◆ **RECORDS FOR THIS TASK**:
*** Block opens ***
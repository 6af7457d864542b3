use crate::app_state::AppState;
use crate::domain::Pagination;
use crate::error::Result;
use crate::handlers::page;
use crate::middleware::UserId;
use actix_web::{web, HttpResponse};

/// GET /api/recommendation/users
pub async fn user_suggestions(
    state: web::Data<AppState>,
    user: UserId,
    query: web::Query<Pagination>,
) -> Result<HttpResponse> {
    let users = state
        .services
        .recommendations
        .get_user_suggestions(user.0, page(query)?)
        .await?;
    Ok(HttpResponse::Ok().json(users))
}

/// GET /api/recommendation/creators
pub async fn creator_suggestions(
    state: web::Data<AppState>,
    user: UserId,
    query: web::Query<Pagination>,
) -> Result<HttpResponse> {
    let creators = state
        .services
        .recommendations
        .get_creator_suggestions(user.0, page(query)?)
        .await?;
    Ok(HttpResponse::Ok().json(creators))
}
*** Block closes ***
◆ **WHAT THIS TASK INVOLVES**:
In the material above, find each line that has the string "crate" and return it.

◆ **SOLUTION FOR THIS TASK**:
use crate::app_state::AppState;
use crate::domain::Pagination;
use crate::error::Result;
use crate::handlers::page;
use crate::middleware::UserId;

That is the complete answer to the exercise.